Enter number of points: 3
Enter point: 1 6
Enter point: 2 5
Enter point: 4 4
Sorted points:(2,5) (4,4) (1,6)

now i did a function that will find the distance,and i did an array and put the distance between two coordinate x and y,and i want to use merge sort to sort the array, my problem is how to go back and print the actual coordinate x y ... (i hope you would understand the problem),what can i do? i thought of putting the cordinate an array and sort them but that won't work :\ (and i didn't learn struct so i can't use unless if there is no other way ...) plz anyone can help me i really have no idea have to continue:\

#include <stdio.h>
#include <stdlib.h>

void Enter_numbers(int x,int *z,int *first_coordinate,int *second_coordinate);
int distance(int a,int b);
void merge(int a[], int na, int b[], int nb, int c[]);
int merge_sort(int ar[], int n);

int main()
{
    int x;
    int *z;
    int *first_coordinate;
    int *second_coordinate;
    printf("Enter number of points: ");
    scanf("%d",&x);
    z=(int*)malloc(x*sizeof(int));
    first_coordinate=(int*)malloc(x*sizeof(int));
    second_coordinate=(int*)malloc(x*sizeof(int));
    Enter_numbers(x,z,first_coordinate,second_coordinate);
    free(z);
    free(first_coordinate);
    free(second_coordinate);
    return 0;
}

int distance(int a,int b)
{
    int dis;
    dis=((a*a)+(b*b));
    return dis;
}

void Enter_numbers(int x,int *z,int *first_coordinate,int *second_coordinate)
{
    int a=0,b=0;
    int i=0;
    int diss=0;
    while(x>0)
    {
        printf("Enter points: ");
        scanf("%d %d",&a,&b);
        diss=distance(a,b);
        z[i]=diss;
        first_coordinate[i]=a;
        second_coordinate[i]=b;
        ++i;
        x--;
    }

}

and the merge sort function i will use after i figure what to do :

int merge_sort(int ar[], int n)
{ 
    int len;
    int *temp_array, *base;

    temp_array = (int*)malloc(sizeof(int)*n);
    if(temp_array == NULL) {
        printf("Dynamic Allocation Error in merge_sort");
        return FAILURE;
    }
    for (len = 1; len < n; len *= 2) {
        for (base = ar; base < ar + n; base += 2 * len) {
            merge(base, len, base + len, len, temp_array);
            memcpy(base, temp_array, 2*len*sizeof(int));
        }
    }
    free(temp_array);
    return SUCCESS;

}

and here is merge ...

void merge(int a[], int na, int b[], int nb, int c[])
{
   int ia, ib, ic;
   for(ia = ib = ic = 0; (ia < na) && (ib < nb); ic++)
   {
       if(a[ia] < b[ib]) {
           c[ic] = a[ia];
           ia++;
       }
       else {
           c[ic] = b[ib];
           ib++;
       }
   }
   for(;ia < na; ia++, ic++) c[ic] = a[ia];
   for(;ib < nb; ib++, ic++) c[ic] = b[ib];

}

Answer 1

I would use a struct for solving this task. If you haven't learned struct yet, this seems to be a good time to learn it. Note: If you really can't use stuct, see the last part of the answer.

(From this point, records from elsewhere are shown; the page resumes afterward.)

//! Schema definitions
//!
//! - **names**: index/frame name and label rules
//! - **time**: time quantums and time view naming
//! - **field**: bit-sliced integer fields
//! - **options**: frame and index options

pub mod field;
pub mod names;
pub mod options;
pub mod time;

pub use field::{Field, FieldType, FIELD_VIEW_PREFIX};
pub use names::{validate_label, validate_name, DEFAULT_COLUMN_LABEL, DEFAULT_ROW_LABEL};
pub use options::{FrameOptions, IndexOptions};
pub use time::{
    datetime_to_timestamp, parse_timestamp, timestamp_to_datetime, view_by_time_unit, views_by_time,
    views_by_time_range, TimeQuantum, TIMESTAMP_FORMAT,
};
//! Bit-sliced integer fields
//!
//! A field stores `value - min` across `bit_depth` rows of its own view,
//! with one extra row at `bit_depth` marking which columns hold a value.

use crate::index::error::{IndexError, IndexResult};
use crate::schema::names::validate_name;
use serde::{Deserialize, Serialize};
use std::fmt;

/// Prefix of the view holding a field's slices
pub const FIELD_VIEW_PREFIX: &str = "field_";

/// Field value type
#[derive(Debug, Clone, PartialEq, Eq, Serialize, Deserialize)]
#[serde(from = "String", into = "String")]
pub enum FieldType {
    Int,
    /// Any type name this version does not know; rejected by validation
    Unsupported(String),
}

impl From<String> for FieldType {
    fn from(s: String) -> Self {
        match s.as_str() {
            "int" => FieldType::Int,
            _ => FieldType::Unsupported(s),
        }
    }
}

impl From<FieldType> for String {
    fn from(t: FieldType) -> Self {
        t.to_string()
    }
}

impl fmt::Display for FieldType {
    fn fmt(&self, f: &mut fmt::Formatter<'_>) -> fmt::Result {
        match self {
            FieldType::Int => write!(f, "int"),
            FieldType::Unsupported(name) => write!(f, "{}", name),
        }
    }
}

/// Named bounded integer attribute of a frame
#[derive(Debug, Clone, PartialEq, Eq, Serialize, Deserialize)]
pub struct Field {
    pub name: String,
    #[serde(rename = "type")]
    pub field_type: FieldType,
    pub min: i64,
    pub max: i64,
}

impl Field {
    /// Integer field over the inclusive range `[min, max]`
    pub fn int(name: impl Into<String>, min: i64, max: i64) -> Self {
        Self {
            name: name.into(),
            field_type: FieldType::Int,
            min,
            max,
        }
    }

    pub fn validate(&self) -> IndexResult<()> {
        if self.name.is_empty() {
            return Err(IndexError::FieldNameRequired);
        }
        // Names become view directory components
        validate_name(&self.name)?;
        if let FieldType::Unsupported(name) = &self.field_type {
            return Err(IndexError::InvalidFieldType(name.clone()));
        }
        if self.min > self.max {
            return Err(IndexError::InvalidFieldRange {
                name: self.name.clone(),
                min: self.min,
                max: self.max,
            });
        }
        Ok(())
    }

    /// Number of slice rows needed for `max - min`
    pub fn bit_depth(&self) -> u32 {
        64 - self.range_width().leading_zeros()
    }

    fn range_width(&self) -> u64 {
        (self.max as i128 - self.min as i128) as u64
    }

    pub fn view_name(&self) -> String {
        format!("{}{}", FIELD_VIEW_PREFIX, self.name)
    }

    /// Offset a value into slice space, rejecting out-of-range values
    pub fn base_value(&self, value: i64) -> IndexResult<u64> {
        if value < self.min {
            return Err(IndexError::FieldValueTooLow {
                value,
                min: self.min,
            });
        }
        if value > self.max {
            return Err(IndexError::FieldValueTooHigh {
                value,
                max: self.max,
            });
        }
        Ok((value as i128 - self.min as i128) as u64)
    }

    /// Inverse of `base_value`
    pub fn value_from_base(&self, base: u64) -> i64 {
        (self.min as i128 + base as i128) as i64
    }
}

#[cfg(test)]
mod tests {
    use super::*;

    #[test]
    fn test_bit_depth() {
        assert_eq!(Field::int("f", 0, 0).bit_depth(), 0);
        assert_eq!(Field::int("f", 0, 1).bit_depth(), 1);
        assert_eq!(Field::int("f", 10, 20).bit_depth(), 4);
        assert_eq!(Field::int("f", -20, 100).bit_depth(), 7);
        assert_eq!(Field::int("f", 0, 1023).bit_depth(), 10);
        assert_eq!(Field::int("f", 0, 1024).bit_depth(), 11);
        assert_eq!(Field::int("f", i64::MIN, i64::MAX).bit_depth(), 64);
    }

    #[test]
    fn test_validate() {
        assert!(Field::int("f", 10, 20).validate().is_ok());
        assert!(Field::int("f", 5, 5).validate().is_ok());
        assert!(matches!(
            Field::int("", 0, 1).validate(),
            Err(IndexError::FieldNameRequired)
        ));
        assert!(matches!(
            Field::int("f", 100, 50).validate(),
            Err(IndexError::InvalidFieldRange { .. })
        ));

        let bad = Field {
            field_type: FieldType::Unsupported("float".into()),
            ..Field::int("f", 0, 1)
        };
        assert!(matches!(bad.validate(), Err(IndexError::InvalidFieldType(t)) if t == "float"));
    }

    #[test]
    fn test_path_like_names_rejected() {
        for name in ["a/b", "..", "../up", "Upper", "has space"] {
            assert!(
                matches!(Field::int(name, 0, 1).validate(), Err(IndexError::NameInvalid(_))),
                "{}",
                name
            );
        }
        assert!(Field::int("field_0-a", 0, 1).validate().is_ok());
    }

    #[test]
    fn test_base_values() {
        let field = Field::int("f", -20, 100);
        assert_eq!(field.base_value(-20).unwrap(), 0);
        assert_eq!(field.base_value(87).unwrap(), 107);
        assert_eq!(field.value_from_base(107), 87);
        assert!(matches!(
            field.base_value(-21),
            Err(IndexError::FieldValueTooLow { .. })
        ));
        assert!(matches!(
            field.base_value(101),
            Err(IndexError::FieldValueTooHigh { .. })
        ));

        let wide = Field::int("w", i64::MIN, i64::MAX);
        assert_eq!(wide.base_value(i64::MAX).unwrap(), u64::MAX);
        assert_eq!(wide.value_from_base(0), i64::MIN);
    }

    #[test]
    fn test_serde_shape() {
        let json = serde_json::to_string(&Field::int("age", 0, 150)).unwrap();
        assert_eq!(json, r#"{"name":"age","type":"int","min":0,"max":150}"#);

        let field: Field = serde_json::from_str(r#"{"name":"x","type":"bogus","min":0,"max":1}"#).unwrap();
        assert_eq!(field.field_type, FieldType::Unsupported("bogus".into()));
    }
}
//! Schema and index error types

use crate::storage::StorageError;
use thiserror::Error;

/// Errors from index, frame and input definition operations
#[derive(Error, Debug)]
pub enum IndexError {
    #[error("Invalid name: {0}")]
    NameInvalid(String),

    #[error("Invalid label: {0}")]
    LabelInvalid(String),

    #[error("Index already exists: {0}")]
    IndexExists(String),

    #[error("Index not found: {0}")]
    IndexNotFound(String),

    #[error("Frame already exists: {0}")]
    FrameExists(String),

    #[error("Frame not found: {0}")]
    FrameNotFound(String),

    #[error("Invalid view: {0}")]
    InvalidView(String),

    #[error("Invalid time quantum: {0}")]
    InvalidTimeQuantum(String),

    #[error("Field name required")]
    FieldNameRequired,

    #[error("Invalid field type: {0}")]
    InvalidFieldType(String),

    #[error("Invalid field range: {name} (min {min} > max {max})")]
    InvalidFieldRange { name: String, min: i64, max: i64 },

    #[error("Field already exists: {0}")]
    FieldExists(String),

    #[error("Field not found: {0}")]
    FieldNotFound(String),

    #[error("Field value too low: {value} < {min}")]
    FieldValueTooLow { value: i64, min: i64 },

    #[error("Field value too high: {value} > {max}")]
    FieldValueTooHigh { value: i64, max: i64 },

    #[error("Input definition name required")]
    InputDefinitionNameRequired,

    #[error("Input definition already exists: {0}")]
    InputDefinitionExists(String),

    #[error("Input definition not found: {0}")]
    InputDefinitionNotFound(String),

    #[error("Input definition requires at least one frame and one field")]
    InputDefinitionAttrsRequired,

    #[error("Input definition requires a primary key field")]
    PrimaryKeyRequired,

    #[error("Input definition has more than one primary key field")]
    DuplicatePrimaryKey,

    #[error("Invalid input definition: {0}")]
    InvalidInputDefinition(String),

    #[error("Record is missing primary key field: {0}")]
    PrimaryKeyMissing(String),

    #[error("Invalid value for field {field}: {reason}")]
    InvalidFieldValue { field: String, reason: String },

    #[error("Storage error: {0}")]
    Storage(#[from] StorageError),
}

impl From<serde_json::Error> for IndexError {
    fn from(err: serde_json::Error) -> Self {
        IndexError::Storage(err.into())
    }
}

impl From<std::io::Error> for IndexError {
    fn from(err: std::io::Error) -> Self {
        IndexError::Storage(err.into())
    }
}

impl<T> From<std::sync::PoisonError<T>> for IndexError {
    fn from(err: std::sync::PoisonError<T>) -> Self {
        IndexError::Storage(err.into())
    }
}

/// Result type for index operations
pub type IndexResult<T> = Result<T, IndexError>;

#[cfg(test)]
mod tests {
    use super::*;

    #[test]
    fn test_frame_not_found_message() {
        let err = IndexError::FrameNotFound("f".into());
        assert!(err.to_string().contains("Frame not found"));
    }

    #[test]
    fn test_storage_errors_convert() {
        let io = std::io::Error::new(std::io::ErrorKind::Other, "disk");
        let err: IndexError = io.into();
        assert!(matches!(err, IndexError::Storage(StorageError::Io(_))));

        let json = serde_json::from_str::<u32>("nope").unwrap_err();
        let err: IndexError = json.into();
        assert!(matches!(
            err,
            IndexError::Storage(StorageError::Serialization(_))
        ));
    }
}
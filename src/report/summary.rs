//! The dashboard's at-a-glance statistics.

use serde::Serialize;

use crate::{
    report::aggregate::total_by_kind,
    transaction::{Transaction, TransactionKind},
};

/// The monthly budget applied when the user has not configured one.
pub const DEFAULT_MONTHLY_BUDGET: f64 = 5000.0;

/// The summary figures shown at the top of the dashboard.
///
/// Derived from the current period's transactions on every render; never
/// persisted.
#[derive(Debug, Clone, PartialEq, Serialize)]
#[serde(rename_all = "camelCase")]
pub struct DashboardSummary {
    /// Total income for the period.
    pub total_income: f64,
    /// Total expenses for the period.
    pub total_expenses: f64,
    /// Income minus expenses.
    pub net_income: f64,
    /// The fixed monthly budget the summary was computed against.
    pub monthly_budget: f64,
    /// Budget minus expenses. Negative when the budget is overspent.
    pub remaining_budget: f64,
}

/// Assemble the dashboard summary for a period's transactions.
///
/// `transactions` should already be scoped to the reporting period (see
/// [crate::report::filter_by_month]). The remaining budget is allowed to
/// go negative when expenses exceed `monthly_budget`.
pub fn dashboard_summary(transactions: &[Transaction], monthly_budget: f64) -> DashboardSummary {
    let total_income = total_by_kind(transactions, TransactionKind::Income);
    let total_expenses = total_by_kind(transactions, TransactionKind::Expense);

    DashboardSummary {
        total_income,
        total_expenses,
        net_income: total_income - total_expenses,
        monthly_budget,
        remaining_budget: monthly_budget - total_expenses,
    }
}
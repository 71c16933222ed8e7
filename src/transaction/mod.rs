//! Transaction management for the budgeting application.
//!
//! This module contains everything related to transactions:
//! - The `Transaction` model and `TransactionBuilder` for creating
//!   transactions
//! - Database functions for storing, querying, and deleting transactions
//! - In-memory filters for the transactions list

mod core;
mod filter;

pub use core::{
    Transaction, TransactionBuilder, TransactionKind, count_transactions, create_transaction,
    create_transaction_table, delete_transaction, get_transaction, get_transactions_for_user,
    map_transaction_row,
};
pub use filter::TransactionFilter;
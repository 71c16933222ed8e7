//! Reporting and aggregation logic for the dashboard and analytics views.
//!
//! Everything in this module is a pure function over in-memory lists: the
//! host application fetches a user's transactions and categories, then
//! recomputes these summaries from the latest snapshot whenever its
//! source lists change.

mod aggregate;
mod breakdown;
mod period;
mod summary;

pub use aggregate::{FlowShares, income_expense_shares, total_by_kind};
pub use breakdown::{BreakdownEntry, category_breakdown};
pub use period::{DateRange, filter_by_month, month_range};
pub use summary::{DEFAULT_MONTHLY_BUDGET, DashboardSummary, dashboard_summary};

With struct it could be something like:

#include <stdio.h>
#include <stdlib.h>

typedef struct
{
    int x;
    int y;
    int squared_distance;
} dpoint;

int squared_dst(int x, int y)
{
    return (x*x + y*y);
}

// Compare function used for sorting    
int compare_dpoint_dst(const void * e1, const void * e2) 
{
    dpoint* p1 = (dpoint*)e1;
    dpoint* p2 = (dpoint*)e2;
    if (p1->squared_distance > p2->squared_distance) return  1;
    if (p1->squared_distance < p2->squared_distance) return -1;
    return 0;
}

void print_dpoint(dpoint dp)
{
    printf("(%d, %d) : sd = %d\n", dp.x, dp.y, dp.squared_distance);
}

#define N 5

int main(void) {
    // Array of points (fixed size for simplicity)
    dpoint ps[N];

    // Dummy input (for simplicity)
    int x[N] = {1,5,2,3,4};
    int y[N] = {9,3,7,1,3};     
    for (int i = 0; i < N; ++i)
    {
        ps[i].x = x[i];
        ps[i].y = y[i];
    }

    // Calculate squared distance for all points
    for (int i = 0; i < N; ++i)
    {
        ps[i].squared_distance = squared_dst(ps[i].x, ps[i].y);
    }

    printf("unsorted:\n");
    for (int i = 0; i < N; ++i)
    {
        print_dpoint(ps[i]);
    }

    // Sort the points
    qsort (ps, sizeof(ps)/sizeof(*ps), sizeof(*ps), compare_dpoint_dst);

    printf("sorted:\n");
    for (int i = 0; i < N; ++i)
    {
        print_dpoint(ps[i]);
    }

    return 0;
}

Notice that you can do the sorting on the squared distance so that you don't need square root in the program.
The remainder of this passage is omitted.